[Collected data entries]
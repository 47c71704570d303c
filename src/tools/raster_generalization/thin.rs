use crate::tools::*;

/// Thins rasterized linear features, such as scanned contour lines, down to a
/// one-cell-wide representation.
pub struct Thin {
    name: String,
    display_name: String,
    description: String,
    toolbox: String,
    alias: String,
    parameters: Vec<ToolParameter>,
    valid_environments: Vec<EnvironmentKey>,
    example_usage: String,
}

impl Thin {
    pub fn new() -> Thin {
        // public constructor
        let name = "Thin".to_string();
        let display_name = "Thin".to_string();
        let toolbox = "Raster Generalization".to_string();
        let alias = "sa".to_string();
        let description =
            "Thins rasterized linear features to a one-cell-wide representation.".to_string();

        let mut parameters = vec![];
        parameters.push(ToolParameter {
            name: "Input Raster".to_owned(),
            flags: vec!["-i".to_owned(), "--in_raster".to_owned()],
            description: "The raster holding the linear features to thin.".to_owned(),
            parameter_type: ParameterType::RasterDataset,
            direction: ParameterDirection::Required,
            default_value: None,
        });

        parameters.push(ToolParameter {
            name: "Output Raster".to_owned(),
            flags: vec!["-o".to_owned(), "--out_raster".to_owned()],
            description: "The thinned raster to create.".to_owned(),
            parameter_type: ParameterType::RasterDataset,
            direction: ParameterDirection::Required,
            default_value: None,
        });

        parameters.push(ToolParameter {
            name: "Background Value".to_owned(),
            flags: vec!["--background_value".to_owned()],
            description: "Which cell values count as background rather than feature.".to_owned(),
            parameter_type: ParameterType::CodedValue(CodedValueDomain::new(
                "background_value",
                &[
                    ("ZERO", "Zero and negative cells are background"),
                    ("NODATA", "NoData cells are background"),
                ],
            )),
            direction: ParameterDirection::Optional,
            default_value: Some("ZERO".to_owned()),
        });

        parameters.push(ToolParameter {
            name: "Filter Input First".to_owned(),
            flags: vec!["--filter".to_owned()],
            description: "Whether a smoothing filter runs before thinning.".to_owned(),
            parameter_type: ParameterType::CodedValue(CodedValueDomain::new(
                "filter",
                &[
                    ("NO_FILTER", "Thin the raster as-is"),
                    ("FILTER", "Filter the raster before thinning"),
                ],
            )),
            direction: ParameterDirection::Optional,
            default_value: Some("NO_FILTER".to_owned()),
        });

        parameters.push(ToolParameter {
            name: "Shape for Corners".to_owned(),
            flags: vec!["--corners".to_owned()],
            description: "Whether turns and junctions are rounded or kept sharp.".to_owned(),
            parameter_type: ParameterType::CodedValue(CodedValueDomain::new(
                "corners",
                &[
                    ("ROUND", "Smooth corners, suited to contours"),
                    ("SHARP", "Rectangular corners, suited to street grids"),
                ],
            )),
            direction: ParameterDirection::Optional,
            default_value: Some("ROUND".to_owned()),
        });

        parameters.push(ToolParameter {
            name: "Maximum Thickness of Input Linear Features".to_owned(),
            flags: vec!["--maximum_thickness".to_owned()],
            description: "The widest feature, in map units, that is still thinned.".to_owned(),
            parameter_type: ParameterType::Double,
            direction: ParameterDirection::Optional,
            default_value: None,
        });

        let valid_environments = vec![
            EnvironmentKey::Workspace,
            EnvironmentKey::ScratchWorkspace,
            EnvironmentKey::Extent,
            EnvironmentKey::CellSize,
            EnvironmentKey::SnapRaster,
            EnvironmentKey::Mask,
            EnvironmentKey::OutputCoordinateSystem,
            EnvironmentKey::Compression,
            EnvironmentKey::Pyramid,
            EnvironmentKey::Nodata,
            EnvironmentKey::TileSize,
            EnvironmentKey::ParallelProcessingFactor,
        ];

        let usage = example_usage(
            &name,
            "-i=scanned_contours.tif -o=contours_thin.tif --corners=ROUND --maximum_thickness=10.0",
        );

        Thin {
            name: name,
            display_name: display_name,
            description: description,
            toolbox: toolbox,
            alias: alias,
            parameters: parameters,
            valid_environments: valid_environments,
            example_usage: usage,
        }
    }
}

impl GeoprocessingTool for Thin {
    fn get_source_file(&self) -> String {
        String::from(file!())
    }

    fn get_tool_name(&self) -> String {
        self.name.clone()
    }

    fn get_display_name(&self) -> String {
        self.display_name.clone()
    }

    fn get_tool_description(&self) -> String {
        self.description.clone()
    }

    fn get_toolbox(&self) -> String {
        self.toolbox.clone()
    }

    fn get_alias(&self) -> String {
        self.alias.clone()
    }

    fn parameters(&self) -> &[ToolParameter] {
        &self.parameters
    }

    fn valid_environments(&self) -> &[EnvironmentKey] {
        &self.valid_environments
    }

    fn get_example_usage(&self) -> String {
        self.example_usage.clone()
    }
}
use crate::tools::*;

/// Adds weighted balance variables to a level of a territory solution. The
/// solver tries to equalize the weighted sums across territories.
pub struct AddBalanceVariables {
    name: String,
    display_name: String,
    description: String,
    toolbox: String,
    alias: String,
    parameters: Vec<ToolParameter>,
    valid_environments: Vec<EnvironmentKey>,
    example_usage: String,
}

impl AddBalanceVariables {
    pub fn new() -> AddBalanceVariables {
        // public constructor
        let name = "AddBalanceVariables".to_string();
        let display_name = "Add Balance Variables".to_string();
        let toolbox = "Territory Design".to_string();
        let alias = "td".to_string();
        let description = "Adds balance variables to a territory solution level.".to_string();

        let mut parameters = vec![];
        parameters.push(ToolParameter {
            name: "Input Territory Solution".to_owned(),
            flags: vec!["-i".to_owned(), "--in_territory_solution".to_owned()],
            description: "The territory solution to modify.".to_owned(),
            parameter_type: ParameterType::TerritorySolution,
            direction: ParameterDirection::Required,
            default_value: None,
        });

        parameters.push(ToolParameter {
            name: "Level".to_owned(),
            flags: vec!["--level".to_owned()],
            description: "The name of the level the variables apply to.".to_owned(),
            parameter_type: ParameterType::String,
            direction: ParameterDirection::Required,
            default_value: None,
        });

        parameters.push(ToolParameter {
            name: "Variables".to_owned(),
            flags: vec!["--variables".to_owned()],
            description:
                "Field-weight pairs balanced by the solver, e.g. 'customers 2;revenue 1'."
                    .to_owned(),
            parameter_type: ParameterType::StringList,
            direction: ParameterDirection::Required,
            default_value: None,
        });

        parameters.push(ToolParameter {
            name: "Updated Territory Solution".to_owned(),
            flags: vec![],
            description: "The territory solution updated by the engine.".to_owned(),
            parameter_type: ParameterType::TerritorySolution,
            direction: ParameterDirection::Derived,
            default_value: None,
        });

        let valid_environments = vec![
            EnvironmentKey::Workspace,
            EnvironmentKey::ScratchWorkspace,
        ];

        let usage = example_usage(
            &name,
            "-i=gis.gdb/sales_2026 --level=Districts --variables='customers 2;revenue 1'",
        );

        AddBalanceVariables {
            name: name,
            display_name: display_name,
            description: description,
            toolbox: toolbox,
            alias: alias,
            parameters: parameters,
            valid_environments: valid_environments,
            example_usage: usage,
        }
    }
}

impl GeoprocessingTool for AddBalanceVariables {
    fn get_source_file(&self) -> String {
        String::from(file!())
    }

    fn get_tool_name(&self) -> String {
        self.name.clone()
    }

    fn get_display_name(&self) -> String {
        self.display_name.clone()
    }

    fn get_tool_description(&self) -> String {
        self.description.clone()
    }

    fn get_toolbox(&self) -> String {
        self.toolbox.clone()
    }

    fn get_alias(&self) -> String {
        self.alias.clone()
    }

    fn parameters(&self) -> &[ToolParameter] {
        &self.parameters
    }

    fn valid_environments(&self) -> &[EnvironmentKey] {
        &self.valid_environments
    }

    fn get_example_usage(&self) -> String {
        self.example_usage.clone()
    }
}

* * *

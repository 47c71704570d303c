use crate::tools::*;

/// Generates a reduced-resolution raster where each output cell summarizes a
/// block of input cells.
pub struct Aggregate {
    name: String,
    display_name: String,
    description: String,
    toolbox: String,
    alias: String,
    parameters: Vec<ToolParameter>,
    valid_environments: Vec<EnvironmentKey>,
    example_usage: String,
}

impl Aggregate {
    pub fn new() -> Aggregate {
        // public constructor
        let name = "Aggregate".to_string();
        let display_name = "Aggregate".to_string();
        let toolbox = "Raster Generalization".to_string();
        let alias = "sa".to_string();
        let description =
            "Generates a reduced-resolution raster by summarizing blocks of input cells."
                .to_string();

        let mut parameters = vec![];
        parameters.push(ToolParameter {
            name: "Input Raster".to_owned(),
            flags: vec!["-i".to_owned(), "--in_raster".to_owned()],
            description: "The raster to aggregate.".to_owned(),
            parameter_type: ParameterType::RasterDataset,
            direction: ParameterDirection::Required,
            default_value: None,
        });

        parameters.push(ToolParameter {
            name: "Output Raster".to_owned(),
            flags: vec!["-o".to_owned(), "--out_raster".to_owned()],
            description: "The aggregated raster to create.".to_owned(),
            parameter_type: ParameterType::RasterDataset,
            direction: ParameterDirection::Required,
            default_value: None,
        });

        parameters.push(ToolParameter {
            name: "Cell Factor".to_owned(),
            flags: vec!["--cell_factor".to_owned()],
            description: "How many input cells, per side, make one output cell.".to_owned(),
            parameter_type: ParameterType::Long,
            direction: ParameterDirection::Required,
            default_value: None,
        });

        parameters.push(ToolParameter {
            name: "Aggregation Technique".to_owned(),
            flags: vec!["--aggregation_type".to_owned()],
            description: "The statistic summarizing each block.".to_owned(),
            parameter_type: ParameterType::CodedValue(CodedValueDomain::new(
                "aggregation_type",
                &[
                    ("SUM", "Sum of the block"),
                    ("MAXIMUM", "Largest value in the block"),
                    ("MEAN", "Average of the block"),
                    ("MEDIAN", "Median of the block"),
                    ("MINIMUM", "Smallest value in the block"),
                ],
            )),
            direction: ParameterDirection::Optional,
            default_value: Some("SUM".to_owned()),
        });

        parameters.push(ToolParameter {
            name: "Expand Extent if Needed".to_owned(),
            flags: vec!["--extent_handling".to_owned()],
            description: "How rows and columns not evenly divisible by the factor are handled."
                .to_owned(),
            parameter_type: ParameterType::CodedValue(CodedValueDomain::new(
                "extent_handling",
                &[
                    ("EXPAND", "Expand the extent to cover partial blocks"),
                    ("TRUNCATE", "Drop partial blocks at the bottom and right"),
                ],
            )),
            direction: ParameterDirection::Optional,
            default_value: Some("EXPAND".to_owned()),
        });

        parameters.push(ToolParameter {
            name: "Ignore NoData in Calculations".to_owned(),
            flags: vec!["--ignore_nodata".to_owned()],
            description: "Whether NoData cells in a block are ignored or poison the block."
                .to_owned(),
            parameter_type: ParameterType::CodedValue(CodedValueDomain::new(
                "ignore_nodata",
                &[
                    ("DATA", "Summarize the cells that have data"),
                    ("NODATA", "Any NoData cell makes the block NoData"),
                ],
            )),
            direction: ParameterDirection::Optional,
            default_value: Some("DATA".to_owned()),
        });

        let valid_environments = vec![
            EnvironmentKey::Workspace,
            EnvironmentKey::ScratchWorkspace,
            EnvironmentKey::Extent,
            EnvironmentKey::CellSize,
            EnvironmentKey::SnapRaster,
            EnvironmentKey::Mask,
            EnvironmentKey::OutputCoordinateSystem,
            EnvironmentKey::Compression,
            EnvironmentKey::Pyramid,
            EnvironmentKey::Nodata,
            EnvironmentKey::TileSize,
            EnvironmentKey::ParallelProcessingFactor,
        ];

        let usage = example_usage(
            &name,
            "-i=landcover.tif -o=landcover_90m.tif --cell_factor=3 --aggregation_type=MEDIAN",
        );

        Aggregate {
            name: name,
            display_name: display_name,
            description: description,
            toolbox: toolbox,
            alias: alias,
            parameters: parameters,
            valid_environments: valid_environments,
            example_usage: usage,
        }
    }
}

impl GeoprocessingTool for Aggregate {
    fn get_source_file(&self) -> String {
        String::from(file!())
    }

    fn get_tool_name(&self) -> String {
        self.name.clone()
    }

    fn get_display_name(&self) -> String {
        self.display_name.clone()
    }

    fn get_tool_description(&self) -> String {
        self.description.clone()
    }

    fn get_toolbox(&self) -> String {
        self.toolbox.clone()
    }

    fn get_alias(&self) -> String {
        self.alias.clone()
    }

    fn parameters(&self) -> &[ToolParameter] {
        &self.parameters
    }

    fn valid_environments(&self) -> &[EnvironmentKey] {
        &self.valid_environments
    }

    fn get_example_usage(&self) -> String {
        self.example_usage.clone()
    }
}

---

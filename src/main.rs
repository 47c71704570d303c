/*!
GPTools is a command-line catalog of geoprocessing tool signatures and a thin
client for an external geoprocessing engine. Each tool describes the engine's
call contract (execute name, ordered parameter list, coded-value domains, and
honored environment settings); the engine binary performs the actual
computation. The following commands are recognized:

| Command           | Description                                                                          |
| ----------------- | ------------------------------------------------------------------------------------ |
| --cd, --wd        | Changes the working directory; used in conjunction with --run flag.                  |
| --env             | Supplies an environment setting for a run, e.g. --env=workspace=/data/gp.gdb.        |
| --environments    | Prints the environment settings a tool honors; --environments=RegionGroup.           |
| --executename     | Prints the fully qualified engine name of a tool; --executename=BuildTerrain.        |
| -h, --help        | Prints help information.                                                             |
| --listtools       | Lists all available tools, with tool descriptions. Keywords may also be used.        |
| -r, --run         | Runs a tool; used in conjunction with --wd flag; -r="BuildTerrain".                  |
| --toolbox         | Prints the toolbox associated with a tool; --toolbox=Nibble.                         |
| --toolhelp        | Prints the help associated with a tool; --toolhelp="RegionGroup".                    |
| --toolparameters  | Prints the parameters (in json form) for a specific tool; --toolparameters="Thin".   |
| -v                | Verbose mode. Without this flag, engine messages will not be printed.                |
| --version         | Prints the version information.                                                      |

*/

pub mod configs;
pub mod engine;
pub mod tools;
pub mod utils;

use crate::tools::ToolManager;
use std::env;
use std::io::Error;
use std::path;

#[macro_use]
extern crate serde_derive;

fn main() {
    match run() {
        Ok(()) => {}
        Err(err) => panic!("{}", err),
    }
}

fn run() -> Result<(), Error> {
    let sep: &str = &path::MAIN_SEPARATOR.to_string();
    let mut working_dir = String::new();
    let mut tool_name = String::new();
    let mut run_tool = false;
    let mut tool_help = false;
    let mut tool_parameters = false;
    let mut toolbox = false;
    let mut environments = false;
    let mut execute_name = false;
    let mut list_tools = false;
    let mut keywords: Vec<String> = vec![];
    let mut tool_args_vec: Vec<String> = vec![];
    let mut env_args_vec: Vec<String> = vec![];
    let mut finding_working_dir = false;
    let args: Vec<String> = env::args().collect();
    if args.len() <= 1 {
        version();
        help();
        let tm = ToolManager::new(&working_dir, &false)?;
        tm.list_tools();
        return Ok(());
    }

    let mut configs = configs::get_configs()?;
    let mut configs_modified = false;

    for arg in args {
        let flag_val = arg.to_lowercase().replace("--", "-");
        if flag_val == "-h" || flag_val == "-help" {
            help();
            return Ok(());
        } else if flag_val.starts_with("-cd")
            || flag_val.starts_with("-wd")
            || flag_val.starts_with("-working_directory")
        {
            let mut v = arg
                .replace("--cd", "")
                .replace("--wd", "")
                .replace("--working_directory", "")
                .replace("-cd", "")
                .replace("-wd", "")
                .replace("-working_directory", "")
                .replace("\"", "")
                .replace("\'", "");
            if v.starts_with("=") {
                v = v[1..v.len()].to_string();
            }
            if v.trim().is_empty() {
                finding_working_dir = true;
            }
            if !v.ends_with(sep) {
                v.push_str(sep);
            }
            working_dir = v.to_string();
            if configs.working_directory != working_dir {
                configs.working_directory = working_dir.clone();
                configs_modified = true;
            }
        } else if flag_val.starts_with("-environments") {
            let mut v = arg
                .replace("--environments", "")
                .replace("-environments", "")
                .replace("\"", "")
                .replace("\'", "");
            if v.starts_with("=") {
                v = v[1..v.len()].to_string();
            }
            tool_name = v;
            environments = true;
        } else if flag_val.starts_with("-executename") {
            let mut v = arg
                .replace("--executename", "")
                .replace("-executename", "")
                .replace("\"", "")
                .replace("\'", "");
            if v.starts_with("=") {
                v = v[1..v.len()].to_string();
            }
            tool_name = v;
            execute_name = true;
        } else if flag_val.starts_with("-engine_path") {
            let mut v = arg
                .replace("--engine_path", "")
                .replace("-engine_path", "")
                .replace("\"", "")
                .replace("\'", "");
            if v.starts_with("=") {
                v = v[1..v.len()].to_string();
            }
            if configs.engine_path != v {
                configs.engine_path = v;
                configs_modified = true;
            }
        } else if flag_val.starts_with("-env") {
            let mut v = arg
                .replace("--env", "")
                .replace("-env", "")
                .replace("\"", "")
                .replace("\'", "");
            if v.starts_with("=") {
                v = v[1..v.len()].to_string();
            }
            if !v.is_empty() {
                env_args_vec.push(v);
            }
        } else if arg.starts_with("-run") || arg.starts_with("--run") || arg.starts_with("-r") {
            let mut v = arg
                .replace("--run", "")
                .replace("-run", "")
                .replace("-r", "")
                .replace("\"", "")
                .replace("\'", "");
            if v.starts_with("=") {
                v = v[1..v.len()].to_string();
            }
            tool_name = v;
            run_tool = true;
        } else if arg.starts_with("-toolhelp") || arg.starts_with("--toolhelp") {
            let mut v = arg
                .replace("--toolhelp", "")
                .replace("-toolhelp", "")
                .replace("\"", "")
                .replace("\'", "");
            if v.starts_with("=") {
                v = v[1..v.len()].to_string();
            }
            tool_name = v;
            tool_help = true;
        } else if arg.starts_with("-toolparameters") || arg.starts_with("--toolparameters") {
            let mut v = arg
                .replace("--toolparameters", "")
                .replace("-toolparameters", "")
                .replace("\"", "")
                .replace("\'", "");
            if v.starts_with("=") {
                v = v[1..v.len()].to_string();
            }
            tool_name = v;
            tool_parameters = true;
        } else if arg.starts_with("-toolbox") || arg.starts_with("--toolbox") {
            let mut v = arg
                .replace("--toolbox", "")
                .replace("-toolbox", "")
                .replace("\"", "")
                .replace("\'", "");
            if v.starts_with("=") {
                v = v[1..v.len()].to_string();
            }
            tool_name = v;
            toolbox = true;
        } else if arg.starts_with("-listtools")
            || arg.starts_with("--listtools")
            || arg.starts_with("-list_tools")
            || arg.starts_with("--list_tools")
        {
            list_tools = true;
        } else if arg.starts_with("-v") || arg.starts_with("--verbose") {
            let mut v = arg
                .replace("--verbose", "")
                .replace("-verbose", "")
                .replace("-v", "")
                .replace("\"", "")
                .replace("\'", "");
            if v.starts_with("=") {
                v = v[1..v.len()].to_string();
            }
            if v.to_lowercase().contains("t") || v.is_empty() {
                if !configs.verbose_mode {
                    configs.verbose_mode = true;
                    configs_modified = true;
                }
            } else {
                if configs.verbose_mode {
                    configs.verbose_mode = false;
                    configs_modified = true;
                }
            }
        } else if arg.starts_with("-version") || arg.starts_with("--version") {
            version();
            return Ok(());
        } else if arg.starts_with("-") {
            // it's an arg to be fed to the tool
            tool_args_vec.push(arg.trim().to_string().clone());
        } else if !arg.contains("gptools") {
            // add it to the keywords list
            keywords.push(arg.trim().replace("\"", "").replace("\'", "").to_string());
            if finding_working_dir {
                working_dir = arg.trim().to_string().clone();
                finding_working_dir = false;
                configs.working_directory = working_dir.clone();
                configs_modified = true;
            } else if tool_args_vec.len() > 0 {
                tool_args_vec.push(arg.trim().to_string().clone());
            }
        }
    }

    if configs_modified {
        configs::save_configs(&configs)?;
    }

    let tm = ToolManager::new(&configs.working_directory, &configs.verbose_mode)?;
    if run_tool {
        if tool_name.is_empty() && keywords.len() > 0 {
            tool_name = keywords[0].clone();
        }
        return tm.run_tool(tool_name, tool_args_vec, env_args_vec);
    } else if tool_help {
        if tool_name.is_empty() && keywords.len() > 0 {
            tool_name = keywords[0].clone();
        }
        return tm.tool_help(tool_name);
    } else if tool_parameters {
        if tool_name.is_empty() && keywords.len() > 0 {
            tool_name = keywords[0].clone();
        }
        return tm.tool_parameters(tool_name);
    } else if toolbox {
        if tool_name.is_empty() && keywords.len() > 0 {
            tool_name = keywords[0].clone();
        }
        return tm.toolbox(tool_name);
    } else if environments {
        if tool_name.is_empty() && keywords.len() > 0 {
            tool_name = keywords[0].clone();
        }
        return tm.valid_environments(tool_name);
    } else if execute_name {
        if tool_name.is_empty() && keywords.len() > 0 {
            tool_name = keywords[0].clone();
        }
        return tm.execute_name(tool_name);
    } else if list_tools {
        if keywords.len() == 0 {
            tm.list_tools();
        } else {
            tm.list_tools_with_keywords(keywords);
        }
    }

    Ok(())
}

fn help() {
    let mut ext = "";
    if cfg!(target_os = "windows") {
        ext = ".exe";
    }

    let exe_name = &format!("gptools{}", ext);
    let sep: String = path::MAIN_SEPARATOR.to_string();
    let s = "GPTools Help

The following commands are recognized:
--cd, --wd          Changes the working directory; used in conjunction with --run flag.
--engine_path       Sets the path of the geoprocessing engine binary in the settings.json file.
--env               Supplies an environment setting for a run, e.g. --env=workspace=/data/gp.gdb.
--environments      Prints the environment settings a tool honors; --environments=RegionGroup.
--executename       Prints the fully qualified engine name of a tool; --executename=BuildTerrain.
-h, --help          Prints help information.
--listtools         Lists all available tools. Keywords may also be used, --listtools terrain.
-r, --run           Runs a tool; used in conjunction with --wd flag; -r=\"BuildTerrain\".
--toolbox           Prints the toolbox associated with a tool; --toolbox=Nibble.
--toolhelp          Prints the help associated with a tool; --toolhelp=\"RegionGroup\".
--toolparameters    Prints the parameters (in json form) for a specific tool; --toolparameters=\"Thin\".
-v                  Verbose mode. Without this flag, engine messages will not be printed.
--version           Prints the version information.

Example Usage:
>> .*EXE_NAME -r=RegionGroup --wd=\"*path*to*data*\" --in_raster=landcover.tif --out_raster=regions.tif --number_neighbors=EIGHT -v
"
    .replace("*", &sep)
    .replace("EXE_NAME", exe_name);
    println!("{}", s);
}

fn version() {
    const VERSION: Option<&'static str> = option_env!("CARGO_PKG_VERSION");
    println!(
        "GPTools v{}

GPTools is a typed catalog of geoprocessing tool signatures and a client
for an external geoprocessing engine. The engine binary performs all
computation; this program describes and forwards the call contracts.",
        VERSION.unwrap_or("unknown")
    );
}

TASK REQUIREMENTS:
What is the number of lines in these records that contain "Supplies"? Reply with the number only.

ANSWER SPACE:
2